Step 1: The Inner Core
Roll a small tight ball of the darkest color. "This is the inner core, made mostly of solid iron and nickel. It is about as hot as the surface of the Sun, around 5,000 degrees Celsius, but the enormous pressure squeezing it from all sides keeps it solid."

Step 2: The Outer Core
Wrap a slightly thicker layer of a lighter color around it. "This is the outer core, also iron and nickel, but liquid. When this liquid metal moves, it generates Earth's magnetic field, which protects us from harmful solar radiation."

Step 3: The Mantle
Wrap the thickest layer around everything. "This is the mantle, the largest layer. It is mostly solid rock, but it flows extremely slowly over millions of years, like very thick putty. The tectonic plates float on top of it."

Step 4: The Crust
Add a very thin outer layer. "This is where we live. The crust is incredibly thin compared to everything below it, like the skin of an apple."

Step 5: Cut and Reveal
Use the string or plastic knife to cut the model in half. Look at the cross-section together and label each layer on the lab sheet. Ask: which layer is thickest? Which is thinnest? Which is hottest?

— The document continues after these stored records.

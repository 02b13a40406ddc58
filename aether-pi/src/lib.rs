//! Process-Improvement Logger (§4.5): classifies deviations from doctrinal
//! expectations into the closed [`InefficiencyType`] taxonomy, logs them
//! append-only, and mines the log for recurring patterns worth a standing
//! recommendation.
//!
//! The instrumentation itself (timing a doctrinal procedure call, counting
//! coordination round-trips) is the Agent Runtime's job; this crate only
//! decides, given the measurements, whether a threshold was crossed.

use aether_core::{
    AgentId, CycleId, FlagId, InefficiencyType, InformationCategory, Phase, PiThresholds,
    ProcessImprovementFlag, SequenceGenerator,
};
use std::collections::HashMap;
use std::sync::RwLock;

/// Outcome of an information request the Agent Runtime made on an agent's
/// behalf, as observed by the broker (§4.5: "returns Unauthorized or
/// empty for a category the caller needs").
#[derive(Debug, Clone, Copy, PartialEq, Eq)]
pub enum InformationOutcome {
    Ok,
    Unauthorized,
    Empty,
}

/// Append-only log of [`ProcessImprovementFlag`]s plus the auto-flag rules
/// (§4.5) that decide when a measurement crosses into a flag.
#[derive(Default)]
pub struct FlagLog {
    flags: RwLock<Vec<ProcessImprovementFlag>>,
    sequence: SequenceGenerator,
    thresholds: PiThresholds,
}

impl FlagLog {
    pub fn new(thresholds: PiThresholds) -> Self {
        Self {
            flags: RwLock::new(Vec::new()),
            sequence: SequenceGenerator::new(),
            thresholds,
        }
    }

    pub fn flags(&self) -> Vec<ProcessImprovementFlag> {
        self.flags.read().expect("flag log lock poisoned").clone()
    }

    fn record(
        &self,
        cycle_id: CycleId,
        phase: Phase,
        agent_id: AgentId,
        workflow: impl Into<String>,
        flag_type: InefficiencyType,
        description: impl Into<String>,
        time_wasted_hours: Option<f64>,
        suggested_improvement: impl Into<String>,
    ) -> ProcessImprovementFlag {
        let flag = ProcessImprovementFlag {
            id: FlagId::now_v7(),
            sequence: self.sequence.next(),
            cycle_id,
            phase,
            agent_id,
            workflow: workflow.into(),
            flag_type,
            description: description.into(),
            time_wasted_hours,
            suggested_improvement: suggested_improvement.into(),
            created_at: chrono::Utc::now(),
        };
        tracing::debug!(flag_type = %flag.flag_type, workflow = %flag.workflow, "process-improvement flag raised");
        self.flags.write().expect("flag log lock poisoned").push(flag.clone());
        flag
    }

    /// TIMING_CONSTRAINT: `elapsed > timing_overrun_ratio * expected`.
    pub fn check_timing(
        &self,
        cycle_id: CycleId,
        phase: Phase,
        agent_id: AgentId,
        workflow: impl Into<String>,
        expected_hours: f64,
        elapsed_hours: f64,
    ) -> Option<ProcessImprovementFlag> {
        if elapsed_hours > self.thresholds.timing_overrun_ratio * expected_hours {
            let time_wasted = elapsed_hours - expected_hours;
            Some(self.record(
                cycle_id,
                phase,
                agent_id,
                workflow,
                InefficiencyType::TimingConstraint,
                format!("elapsed {elapsed_hours:.2}h exceeded expected {expected_hours:.2}h"),
                Some(time_wasted),
                "review the expected duration or the procedure's bottleneck step",
            ))
        } else {
            None
        }
    }

    /// INFORMATION_GAP: an information request came back `Unauthorized` or
    /// empty for a category the caller needed.
    pub fn check_information_request(
        &self,
        cycle_id: CycleId,
        phase: Phase,
        agent_id: AgentId,
        workflow: impl Into<String>,
        category: InformationCategory,
        outcome: InformationOutcome,
    ) -> Option<ProcessImprovementFlag> {
        match outcome {
            InformationOutcome::Ok => None,
            InformationOutcome::Unauthorized | InformationOutcome::Empty => Some(self.record(
                cycle_id,
                phase,
                agent_id,
                workflow,
                InefficiencyType::InformationGap,
                format!("request for {category} returned {outcome:?}"),
                None,
                "review access policy or backend coverage for this category",
            )),
        }
    }

    /// REDUNDANT_COORDINATION: round-trips to the same agent for one
    /// logical decision at or above the configured count.
    pub fn check_redundant_coordination(
        &self,
        cycle_id: CycleId,
        phase: Phase,
        agent_id: AgentId,
        workflow: impl Into<String>,
        round_trips: u32,
    ) -> Option<ProcessImprovementFlag> {
        if round_trips >= self.thresholds.redundant_coordination_round_trips {
            Some(self.record(
                cycle_id,
                phase,
                agent_id,
                workflow,
                InefficiencyType::RedundantCoordination,
                format!("{round_trips} round-trips for one decision"),
                None,
                "consolidate into a single structured request",
            ))
        } else {
            None
        }
    }

    /// DOCTRINE_CONTRADICTION: two doctrine snippets retrieved for the
    /// same query disagree.
    pub fn check_doctrine_contradiction(
        &self,
        cycle_id: CycleId,
        phase: Phase,
        agent_id: AgentId,
        workflow: impl Into<String>,
        query: &str,
        verdict_a: &str,
        verdict_b: &str,
    ) -> Option<ProcessImprovementFlag> {
        if verdict_a != verdict_b {
            Some(self.record(
                cycle_id,
                phase,
                agent_id,
                workflow,
                InefficiencyType::DoctrineContradiction,
                format!("query '{query}' returned contradictory verdicts: '{verdict_a}' vs '{verdict_b}'"),
                None,
                "reconcile doctrine sources or escalate for a ruling",
            ))
        } else {
            None
        }
    }

    /// AUTOMATION_OPPORTUNITY: manual step count above threshold for an
    /// automatable pattern.
    pub fn check_automation_opportunity(
        &self,
        cycle_id: CycleId,
        phase: Phase,
        agent_id: AgentId,
        workflow: impl Into<String>,
        manual_steps: u32,
    ) -> Option<ProcessImprovementFlag> {
        if manual_steps > self.thresholds.automation_opportunity_steps {
            Some(self.record(
                cycle_id,
                phase,
                agent_id,
                workflow,
                InefficiencyType::AutomationOpportunity,
                format!("{manual_steps} manual steps observed"),
                None,
                "candidate for scripting or a doctrinal procedure template",
            ))
        } else {
            None
        }
    }

    /// DECONFLICTION_ISSUE: spectrum conflict rate above threshold within
    /// a cycle.
    pub fn check_deconfliction_issue(
        &self,
        cycle_id: CycleId,
        phase: Phase,
        agent_id: AgentId,
        workflow: impl Into<String>,
        conflicts: u32,
    ) -> Option<ProcessImprovementFlag> {
        if conflicts > self.thresholds.deconfliction_issue_rate {
            Some(self.record(
                cycle_id,
                phase,
                agent_id,
                workflow,
                InefficiencyType::DeconflictionIssue,
                format!("{conflicts} spectrum conflicts this cycle"),
                None,
                "revisit spectrum allocation for the affected band",
            ))
        } else {
            None
        }
    }

    /// RESOURCE_BOTTLENECK: asset-reservation denials above threshold.
    pub fn check_resource_bottleneck(
        &self,
        cycle_id: CycleId,
        phase: Phase,
        agent_id: AgentId,
        workflow: impl Into<String>,
        denials: u32,
    ) -> Option<ProcessImprovementFlag> {
        if denials > self.thresholds.resource_bottleneck_denials {
            Some(self.record(
                cycle_id,
                phase,
                agent_id,
                workflow,
                InefficiencyType::ResourceBottleneck,
                format!("{denials} asset-reservation denials"),
                None,
                "review asset allocation capacity for this workflow",
            ))
        } else {
            None
        }
    }

    /// Groups flags by `(workflow, type)` and emits a recommendation when
    /// cardinality or cycle span clears the configured threshold (§4.5).
    pub fn analyze_patterns(&self) -> Vec<PatternRecommendation> {
        let flags = self.flags();
        let mut groups: HashMap<(String, InefficiencyType), Vec<&ProcessImprovementFlag>> = HashMap::new();
        for flag in &flags {
            groups.entry((flag.workflow.clone(), flag.flag_type)).or_default().push(flag);
        }

        let mut recommendations = Vec::new();
        for ((workflow, flag_type), group) in groups {
            let cardinality = group.len();
            let cycle_span = group.iter().map(|f| f.cycle_id).collect::<std::collections::HashSet<_>>().len();

            if cardinality >= self.thresholds.pattern_min_cardinality
                || cycle_span >= self.thresholds.pattern_min_cycle_span
            {
                recommendations.push(PatternRecommendation {
                    pattern: format!("{workflow}/{flag_type}"),
                    evidence: group.iter().map(|f| f.id).collect(),
                    suggested_action: group[0].suggested_improvement.clone(),
                });
            }
        }
        recommendations
    }
}

/// One recommendation emitted by [`FlagLog::analyze_patterns`]: a
/// recurring `(workflow, type)` grouping with the flags that evidence it.
#[derive(Debug, Clone, PartialEq)]
pub struct PatternRecommendation {
    pub pattern: String,
    pub evidence: Vec<FlagId>,
    pub suggested_action: String,
}

#[cfg(test)]
mod tests {
    use super::*;

    fn log() -> FlagLog {
        FlagLog::new(PiThresholds::default())
    }

    #[test]
    fn timing_flag_raised_above_ratio() {
        let log = log();
        let flag = log.check_timing(CycleId::now_v7(), Phase::Phase2, AgentId::now_v7(), "targeting", 10.0, 14.0);
        assert!(flag.is_some());
        assert_eq!(flag.unwrap().time_wasted_hours, Some(4.0));
    }

    #[test]
    fn timing_flag_not_raised_within_ratio() {
        let log = log();
        let flag = log.check_timing(CycleId::now_v7(), Phase::Phase2, AgentId::now_v7(), "targeting", 10.0, 11.0);
        assert!(flag.is_none());
    }

    #[test]
    fn information_gap_flagged_on_unauthorized() {
        let log = log();
        let flag = log.check_information_request(
            CycleId::now_v7(),
            Phase::Phase2,
            AgentId::now_v7(),
            "targeting",
            InformationCategory::ThreatData,
            InformationOutcome::Unauthorized,
        );
        assert!(flag.is_some());
    }

    #[test]
    fn information_gap_not_flagged_on_ok() {
        let log = log();
        let flag = log.check_information_request(
            CycleId::now_v7(),
            Phase::Phase2,
            AgentId::now_v7(),
            "targeting",
            InformationCategory::ThreatData,
            InformationOutcome::Ok,
        );
        assert!(flag.is_none());
    }

    #[test]
    fn doctrine_contradiction_detects_disagreement() {
        let log = log();
        let flag = log.check_doctrine_contradiction(
            CycleId::now_v7(),
            Phase::Phase1,
            AgentId::now_v7(),
            "planning",
            "rules of engagement for band X",
            "authorized",
            "prohibited",
        );
        assert!(flag.is_some());
    }

    #[test]
    fn analyze_patterns_triggers_on_cardinality() {
        let log = log();
        let agent = AgentId::now_v7();
        for _ in 0..5 {
            log.check_timing(CycleId::now_v7(), Phase::Phase2, agent, "targeting", 10.0, 20.0);
        }
        let recs = log.analyze_patterns();
        assert_eq!(recs.len(), 1);
        assert_eq!(recs[0].evidence.len(), 5);
    }

    #[test]
    fn analyze_patterns_triggers_on_cycle_span() {
        let log = log();
        let agent = AgentId::now_v7();
        let cycle_a = CycleId::now_v7();
        let cycle_b = CycleId::now_v7();
        log.check_redundant_coordination(cycle_a, Phase::Phase3, agent, "deconfliction", 3);
        log.check_redundant_coordination(cycle_b, Phase::Phase3, agent, "deconfliction", 3);
        let recs = log.analyze_patterns();
        assert_eq!(recs.len(), 1);
    }

    #[test]
    fn analyze_patterns_ignores_isolated_flags() {
        let log = log();
        log.check_timing(CycleId::now_v7(), Phase::Phase2, AgentId::now_v7(), "targeting", 10.0, 20.0);
        assert!(log.analyze_patterns().is_empty());
    }
}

What's Really Happening (Caregiver Explanation):
When Earth first formed about 4.5 billion years ago, it was largely molten from the heat of constant asteroid impacts and radioactive decay. Gravity pulled the densest materials (mostly iron and nickel) toward the center, while lighter materials like silicates floated toward the surface. This process is called differentiation, and it is why the core, mantle, and crust have such different compositions. Seismologists discovered the internal structure of Earth by studying how earthquake waves bend and change speed as they travel through different materials

Digging Deeper:
Look up the actual thickness of each Earth layer and calculate what percentage of Earth's total radius each one represents. Then look up how seismologists used earthquake waves to discover these layers without ever drilling through them. How does a wave traveling through liquid behave differently from one traveling through solid rock? This is how Inge Lehmann discovered the inner core in 1936.